State & Regional Stakeholders

Higher education institutions are often part of a state or regional group. Public university systems often serve an entire state, where particular campuses might serve a particular geographic area or a set of disciplines (such as a college of engineering, or a medical school). Private universities might have multiple campuses, occasionally in multiple states. For both, there might be regional affiliations and partnerships, for everything from regional Internet (such as SURAnet), to sports (Big 10), to public/private partnerships for commercialization. Some regional stakeholder groups include:

  • State government: Includes oversight and/or control for substantial proportions of state university budgets; engagement in permitting, tax credits, and other activities that could impact research computing data centers, outreach, electrical costs, or commercialization.
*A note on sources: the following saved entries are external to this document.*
#[test]
fn first_page_loads_on_start() {
    block_on_test(async {
        let backend = CountingBackend::new(4);
        let query = query(&backend, 2);

        let pending = query.start();
        let loading = query.result();
        assert!(loading.is_loading);
        assert_eq!(loading.phase, QueryPhase::Loading);

        pending.await;
        let result = query.result();
        assert!(!result.is_loading);
        assert_eq!(result.data, vec![0, 1]);
        assert_eq!(result.total, 4);
        assert!(result.has_next_page);
        assert_eq!(result.loaded_pages, 1);
        assert_eq!(backend.calls(), 1);
    });
}

#[test]
fn flattened_data_matches_pages_and_offsets_are_contiguous() {
    block_on_test(async {
        let backend = CountingBackend::new(7);
        let query = query(&backend, 3);

        query.start().await;
        query.fetch_next_page().await;
        query.fetch_next_page().await;

        let result = query.result();
        assert_eq!(result.data, (0..7).collect::<Vec<_>>());
        assert_eq!(result.loaded_items, 7);
        assert_eq!(result.flattened_data().len(), result.loaded_items);
        assert_eq!(result.loaded_pages, 3);
        assert_eq!(backend.offsets(), vec![0, 3, 6]);
        assert!(!result.has_next_page);
    });
}

#[test]
fn total_four_page_size_two_progression() {
    block_on_test(async {
        let backend = CountingBackend::new(4);
        let query = query(&backend, 2);

        query.start().await;
        assert_eq!(query.result().data, vec![0, 1]);
        assert!(query.result().has_next_page);

        query.fetch_next_page().await;
        assert_eq!(query.result().data, vec![0, 1, 2, 3]);
        assert!(!query.result().has_next_page);

        query.fetch_next_page().await;
        assert_eq!(backend.calls(), 2, "no request past the last page");
    });
}

#[test]
fn explicit_has_next_false_wins_over_total() {
    block_on_test(async {
        let backend = CountingBackend::new(100).with_has_next(false);
        let query = query(&backend, 10);

        query.start().await;
        let result = query.result();
        assert_eq!(result.total, 100);
        assert_eq!(result.loaded_items, 10);
        assert!(!result.has_next_page);

        query.fetch_next_page().await;
        assert_eq!(backend.calls(), 1);
    });
}

#[test]
fn concurrent_next_page_requests_coalesce() {
    block_on_test(async {
        let backend = CountingBackend::new(10);
        let query = query(&backend, 2);
        query.start().await;

        let first = query.fetch_next_page();
        assert!(query.result().is_fetching_next_page);
        let second = query.fetch_next_page();
        futures::join!(first, second);

        let result = query.result();
        assert_eq!(backend.calls(), 2);
        assert_eq!(result.loaded_pages, 2);
        assert_eq!(result.data, vec![0, 1, 2, 3]);
        assert!(!result.is_fetching_next_page);
    });
}
//! Query state projection
//!
//! [`InfiniteQueryResult`] is the one contract the UI layer consumes, independent of
//! how the engine tracks its fetches internally. [`ListPhase`] folds it into the
//! view a list renderer should show.

use crate::state::{AsyncState, QueryPhase};

/// Uniform snapshot of a paginated query
#[derive(Debug, Clone, PartialEq)]
pub struct InfiniteQueryResult<D, E> {
    /// Flattened items of all loaded pages, after `select`
    pub data: Vec<D>,
    /// Server-reported total from the first page; unaffected by `select`
    pub total: u64,
    /// True only while the first page of a fresh identity is in flight
    pub is_loading: bool,
    pub is_error: bool,
    /// Most recent fetch failure; cleared by the next successful fetch
    pub error: Option<E>,
    pub is_fetching_next_page: bool,
    pub is_refetching: bool,
    pub has_next_page: bool,
    pub loaded_pages: usize,
    /// Items loaded before `select`
    pub loaded_items: usize,
    pub phase: QueryPhase,
}

impl<D, E> InfiniteQueryResult<D, E> {
    /// Snapshot of a query that has not fetched anything
    pub fn empty() -> Self {
        Self {
            data: Vec::new(),
            total: 0,
            is_loading: false,
            is_error: false,
            error: None,
            is_fetching_next_page: false,
            is_refetching: false,
            has_next_page: false,
            loaded_pages: 0,
            loaded_items: 0,
            phase: QueryPhase::Idle,
        }
    }

    /// Alias of `data`
    pub fn flattened_data(&self) -> &[D] {
        &self.data
    }

    pub fn is_empty(&self) -> bool {
        self.data.is_empty()
    }

    pub fn list_phase(&self) -> ListPhase {
        ListPhase::of(self)
    }
}

impl<D, E> Default for InfiniteQueryResult<D, E> {
    fn default() -> Self {
        Self::empty()
    }
}

impl<D, E> AsyncState for InfiniteQueryResult<D, E> {
    type Data = Vec<D>;
    type Error = E;

    fn is_loading(&self) -> bool {
        self.is_loading
    }

    fn is_success(&self) -> bool {
        !self.is_loading && !self.is_error && self.phase != QueryPhase::Idle
    }

    fn is_error(&self) -> bool {
        self.is_error
    }

    fn data(&self) -> Option<&Vec<D>> {
        if self.is_success() {
            Some(&self.data)
        } else {
            None
        }
    }

    fn error(&self) -> Option<&E> {
        self.error.as_ref()
    }
}

/// What a list container should render
#[derive(Debug, Clone, Copy, PartialEq, Eq)]
pub enum ListPhase {
    /// Full-screen loading indicator
    Loading,
    /// Error view with a retry action bound to `refetch`
    Error,
    /// Caller supplied empty-state view
    Empty,
    /// The items themselves
    Items {
        /// Show a footer spinner below the last item
        fetching_more: bool,
        /// The last next-page or refresh attempt failed; loaded items stay visible
        load_failed: bool,
    },
}

impl ListPhase {
    pub fn of<D, E>(result: &InfiniteQueryResult<D, E>) -> Self {
        if result.is_loading {
            Self::Loading
        } else if result.data.is_empty() && result.is_error {
            Self::Error
        } else if result.data.is_empty() {
            Self::Empty
        } else {
            Self::Items {
                fetching_more: result.is_fetching_next_page,
                load_failed: result.is_error,
            }
        }
    }
}

#[cfg(test)]
mod tests {
    use super::*;

    fn loaded(data: Vec<u32>) -> InfiniteQueryResult<u32, String> {
        InfiniteQueryResult {
            loaded_items: data.len(),
            data,
            loaded_pages: 1,
            phase: QueryPhase::Ready,
            ..InfiniteQueryResult::empty()
        }
    }

    #[test]
    fn loading_wins_over_everything() {
        let result = InfiniteQueryResult::<u32, String> {
            is_loading: true,
            phase: QueryPhase::Loading,
            ..InfiniteQueryResult::empty()
        };
        assert_eq!(result.list_phase(), ListPhase::Loading);
        assert!(AsyncState::data(&result).is_none());
    }

    #[test]
    fn error_view_only_without_data() {
        let mut result = loaded(vec![]);
        result.is_error = true;
        result.error = Some("API Error".to_string());
        assert_eq!(result.list_phase(), ListPhase::Error);

        let mut result = loaded(vec![1]);
        result.is_error = true;
        assert_eq!(
            result.list_phase(),
            ListPhase::Items {
                fetching_more: false,
                load_failed: true
            }
        );
    }

    #[test]
    fn empty_and_items() {
        assert_eq!(loaded(vec![]).list_phase(), ListPhase::Empty);

        let mut result = loaded(vec![1, 2]);
        result.is_fetching_next_page = true;
        assert_eq!(
            result.list_phase(),
            ListPhase::Items {
                fetching_more: true,
                load_failed: false
            }
        );
        assert_eq!(result.flattened_data(), &[1, 2]);
        assert_eq!(AsyncState::data(&result), Some(&vec![1, 2]));
    }
}
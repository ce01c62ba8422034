//! Platform-specific defaults and time sources

#[cfg(not(target_family = "wasm"))]
pub use std::time::Instant;
#[cfg(target_family = "wasm")]
pub use web_time::Instant;

/// Maximum number of page sequences kept by the in-memory store
pub const DEFAULT_MAX_CACHE_SIZE: usize = 1000;

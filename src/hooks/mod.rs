//! Dioxus hooks for infinite providers

mod container;
mod infinite;

pub use container::{ListContent, use_list_container, use_list_content};
pub use infinite::{UseInfiniteProvider, use_infinite_provider};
There are many incidents where state legislative engagement with research computing had a positive impact on its competiveness.
  • Citizenry: Tax payers, voters, residents, at a local, state and regional levels. The largest research computing centers have numerous outreach activities to insure these stakeholders are aware of the positive impact the center has. For any research computing organization, the local citizenry can be instrumental in building a case for mutual success: more and better jobs; bringing high tech industry to the region; competitiveness of students; and scientific discovery with beneficial outcomes.
  • Industry in the region: Most higher education institutions, and essentially all of those with research computing organizations, have active relationships with industry in the area. These relationships help to provide a rich technical job pool, opportunities for public/private partnerships for research & development, and, in some cases, opportunities for selling research computing services to industry.
  • Agencies: State agencies, local branches of federal agencies, non-profit organizations, and city/county agencies may all have similar relationships to those mentioned for state government and industry. Some agencies might benefit directly from the research computing organization's activities. This could be via outreach projects, a high-tech jobs or training program, or mission-focused research (for example, a supercomputer might be used to model the local aquifer).
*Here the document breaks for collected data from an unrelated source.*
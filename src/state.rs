//! Fetch state machine and the next-page gate
//!
//! Per query identity the engine moves through
//! `Idle -> Loading -> Ready <-> FetchingNext -> Ready`, with `Refetching` reachable
//! from `Ready` independently of a next-page fetch. [`FetchStatus`] stores the
//! in-flight operations as orthogonal flags; [`FetchStatus::phase`] folds them into a
//! single [`QueryPhase`] for display and logging.

/// Common trait for async state types that represent loading, success, and error states
pub trait AsyncState {
    /// The type of successful data
    type Data;
    /// The type of error
    type Error;

    /// Returns true if the state is currently loading
    fn is_loading(&self) -> bool;

    /// Returns true if the state contains successful data
    fn is_success(&self) -> bool;

    /// Returns true if the state contains an error
    fn is_error(&self) -> bool;

    /// Returns the data if successful, None otherwise
    fn data(&self) -> Option<&Self::Data>;

    /// Returns the error if failed, None otherwise
    fn error(&self) -> Option<&Self::Error>;
}

/// Identifies which query identity an in-flight fetch belongs to.
///
/// Bumped on every identity change; a completion carrying an older generation is
/// discarded.
#[derive(Debug, Clone, Copy, PartialEq, Eq, PartialOrd, Ord, Hash, Default)]
pub struct Generation(u64);

impl Generation {
    pub fn next(self) -> Self {
        Self(self.0.wrapping_add(1))
    }

    pub fn value(self) -> u64 {
        self.0
    }
}

/// Single-word summary of what the query is doing
#[derive(Debug, Clone, Copy, PartialEq, Eq)]
pub enum QueryPhase {
    /// Disabled, or not started yet
    Idle,
    /// First page of a fresh identity in flight
    Loading,
    /// Pages loaded, nothing in flight
    Ready,
    /// A next-page fetch is in flight
    FetchingNext,
    /// A refetch is in flight (possibly alongside a next-page fetch)
    Refetching,
}

/// In-flight operations for the active identity
#[derive(Debug, Clone, Copy, Default, PartialEq, Eq)]
pub struct FetchStatus {
    started: bool,
    initial_in_flight: bool,
    next_in_flight: bool,
    refetch_in_flight: Option<u64>,
}

impl FetchStatus {
    pub fn new() -> Self {
        Self::default()
    }

    pub fn is_loading(&self) -> bool {
        self.initial_in_flight
    }

    pub fn is_fetching_next_page(&self) -> bool {
        self.next_in_flight
    }

    pub fn is_refetching(&self) -> bool {
        self.refetch_in_flight.is_some()
    }

    /// True while any fetch is outstanding
    pub fn is_fetching(&self) -> bool {
        self.initial_in_flight || self.next_in_flight || self.refetch_in_flight.is_some()
    }

    pub fn phase(&self) -> QueryPhase {
        if self.initial_in_flight {
            QueryPhase::Loading
        } else if self.refetch_in_flight.is_some() {
            QueryPhase::Refetching
        } else if self.next_in_flight {
            QueryPhase::FetchingNext
        } else if self.started {
            QueryPhase::Ready
        } else {
            QueryPhase::Idle
        }
    }

    pub(crate) fn begin_initial(&mut self) {
        self.started = true;
        self.initial_in_flight = true;
    }

    pub(crate) fn finish_initial(&mut self) {
        self.initial_in_flight = false;
    }

    pub(crate) fn begin_next(&mut self) {
        self.next_in_flight = true;
    }

    pub(crate) fn finish_next(&mut self) {
        self.next_in_flight = false;
    }

    /// Start a refetch; a newer refetch supersedes any outstanding one
    pub(crate) fn begin_refetch(&mut self, ticket: u64) {
        self.started = true;
        self.refetch_in_flight = Some(ticket);
    }

    /// Finish the refetch identified by `ticket`.
    ///
    /// Returns false when a newer refetch has superseded it, in which case its result
    /// must not be applied.
    pub(crate) fn finish_refetch(&mut self, ticket: u64) -> bool {
        if self.refetch_in_flight == Some(ticket) {
            self.refetch_in_flight = None;
            true
        } else {
            false
        }
    }

    /// Mark the query as started without a fetch, e.g. after a cache hit
    pub(crate) fn mark_started(&mut self) {
        self.started = true;
    }

    /// Forget everything in flight; used when the identity changes
    pub(crate) fn reset(&mut self) {
        *self = Self::default();
    }
}

/// Outcome of asking the gate for the next page
#[derive(Debug, Clone, Copy, PartialEq, Eq)]
pub enum GateDecision {
    /// Issue the request for this zero-based page index
    Proceed { page_index: usize },
    /// The query is disabled
    Disabled,
    /// The first page has not arrived yet
    NotLoaded,
    /// The last page reported no successor
    NoNextPage,
    /// A next-page fetch is already in flight
    AlreadyFetching,
}

impl GateDecision {
    pub fn should_fetch(&self) -> bool {
        matches!(self, Self::Proceed { .. })
    }
}

/// Decide whether a next-page request may be issued.
///
/// Requests are strictly sequential: the only page that can be requested is the one
/// right after the pages already loaded.
pub fn next_page_gate(enabled: bool, loaded_pages: usize, has_next: bool, status: &FetchStatus) -> GateDecision {
    if !enabled {
        GateDecision::Disabled
    } else if status.is_loading() || loaded_pages == 0 {
        GateDecision::NotLoaded
    } else if status.is_fetching_next_page() {
        GateDecision::AlreadyFetching
    } else if !has_next {
        GateDecision::NoNextPage
    } else {
        GateDecision::Proceed {
            page_index: loaded_pages,
        }
    }
}
impl<P, X, D> Inner<P, X, D>
where
    P: PageProvider,
    X: Extractor<P::Response>,
    D: DataBounds,
{
    fn params(&self, page_index: usize) -> PaginationParams {
        PaginationParams::for_page(
            page_index as u64,
            self.options.get_page_size(),
            self.options.filters(),
        )
    }

    fn project(&mut self) -> InfiniteQueryResult<D, P::Error> {
        let select = self.options.get_select();
        let data = match &self.memo {
            Some(memo) if memo.version == self.version && memo.select_id == select.id() => {
                memo.data.clone()
            }
            _ => {
                let items = self.arena.flattened();
                let data = select.apply(&items);
                self.memo = Some(SelectMemo {
                    version: self.version,
                    select_id: select.id(),
                    data: data.clone(),
                });
                data
            }
        };

        InfiniteQueryResult {
            data,
            total: self.arena.total(),
            is_loading: self.status.is_loading(),
            is_error: self.error.is_some(),
            error: self.error.clone(),
            is_fetching_next_page: self.status.is_fetching_next_page(),
            is_refetching: self.status.is_refetching(),
            has_next_page: self.options.is_enabled() && self.arena.has_next(),
            loaded_pages: self.arena.loaded_pages(),
            loaded_items: self.arena.loaded_items(),
            phase: self.status.phase(),
        }
    }

    fn replace_arena(&mut self, arena: PageArena<Item<P, X>>) {
        self.arena = arena;
        self.version += 1;
    }

    fn append_page(&mut self, page: ExtractedPage<Item<P, X>>) {
        self.arena.push(page.items, page.total, page.has_next);
        self.version += 1;
    }

    fn complete(
        &mut self,
        outcome: Result<(), P::Error>,
    ) -> Completion<Item<P, X>, D, P::Error> {
        let mut completion = Completion {
            result: self.project(),
            store: None,
            success: None,
            failure: None,
        };
        match outcome {
            Ok(()) => {
                completion.store = Some(self.arena.clone());
                completion.success = self
                    .options
                    .success_callback()
                    .map(|f| (f, self.arena.pages().to_vec()));
            }
            Err(error) => {
                completion.failure = self.options.error_callback().map(|f| (f, error));
            }
        }
        completion
    }
}

/// Paginated, cached query over one [`PageProvider`]
pub struct InfiniteQuery<P, X, D>
where
    P: PageProvider,
    X: Extractor<P::Response>,
{
    inner: Arc<Mutex<Inner<P, X, D>>>,
    store: Arc<dyn PageStore>,
    updates: Arc<watch::Sender<InfiniteQueryResult<D, P::Error>>>,
}

impl<P, X, D> Clone for InfiniteQuery<P, X, D>
where
    P: PageProvider,
    X: Extractor<P::Response>,
{
    fn clone(&self) -> Self {
        Self {
            inner: self.inner.clone(),
            store: self.store.clone(),
            updates: self.updates.clone(),
        }
    }
}
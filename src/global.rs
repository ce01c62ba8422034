//! # Global Page Store
//!
//! Hooks need a store that outlives any single component. This module holds the
//! application-wide default store. The engine itself never reads it: hooks look it up
//! and hand it to each [`InfiniteQuery`](crate::query::InfiniteQuery) they build.

use std::sync::{Arc, OnceLock};

use crate::{
    cache::{MemoryPageStore, PageStore, StoreConfig},
    errors::{PaginationError, PaginationResult},
};

/// Global singleton store shared by all hooks
static GLOBAL_STORE: OnceLock<Arc<dyn PageStore>> = OnceLock::new();

/// Initialize the global page store with default settings
///
/// ## Example
///
/// ```rust,no_run
/// use dioxus::prelude::*;
///
/// fn main() {
///     dioxus_infinite_provider::init().expect("page store");
///     let mut dom = VirtualDom::new(app);
///     dom.rebuild_in_place();
/// }
///
/// #[component]
/// fn app() -> Element {
///     rsx! { div { "Hello World!" } }
/// }
/// ```
pub fn init() -> PaginationResult<()> {
    init_with(StoreConfig::default())
}

/// Initialize the global page store as a [`MemoryPageStore`] built from `config`.
///
/// Initialization happens once; later calls keep the first store.
pub fn init_with(config: StoreConfig) -> PaginationResult<()> {
    if config.max_entries() == 0 {
        return Err(PaginationError::Configuration(
            "store max_entries must be greater than zero".to_string(),
        ));
    }
    GLOBAL_STORE.get_or_init(|| Arc::new(MemoryPageStore::with_config(config)));
    Ok(())
}

/// Install a custom store implementation as the global store.
///
/// Returns the rejected store when one is already installed.
pub fn install(store: Arc<dyn PageStore>) -> Result<(), Arc<dyn PageStore>> {
    GLOBAL_STORE.set(store)
}

/// Get the global page store
///
/// ## Errors
///
/// Returns `PaginationError::NotInitialized` if `init()` has not been called yet.
pub fn store() -> PaginationResult<Arc<dyn PageStore>> {
    GLOBAL_STORE
        .get()
        .cloned()
        .ok_or(PaginationError::NotInitialized)
}

/// Check if the global store has been initialized
pub fn is_initialized() -> bool {
    GLOBAL_STORE.get().is_some()
}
National and International Stakeholders

  • Industry/academic/professional associations: These can be advocates for shared interests. They can also be sources of examples for policies or best practices within research computing. In some examples, including CASC, these assist in information and advocacy to federal lawmakers.
  • Federal government: Especially through influence over federal agencies, the federal government sets policy and funding levels for investment in research. This includes research computing. Major strides in funding have often accompanied federal government initiatives, such as occurred in 2012 with the federal Big Data launch.
  • Industry in high technology: High technology industry is in a constant state of growth, and some of that is due to productive relationships with research computing centers. Leadership-class supercomputers leverage investments by federal agencies and others to develop, implement and evaluate new technologies that might eventually become mainstream. Good relationships with leading vendors are helpful for bringing new technologies into research computing organizations, and large vendors are proactive about state and federal funding opportunities.
  • International organizations: These are often supersets or conglomerations of national organizations, such as professional associations (IEEE is one of the largest), standards organizations such as IETF and OGF, and multinational government partnerships (such as the University of the Arctic). In some cases, they have a specific mission to foster international developments in research computing. The National Science Foundation is typically the US lead agency for academic ventures of this sort.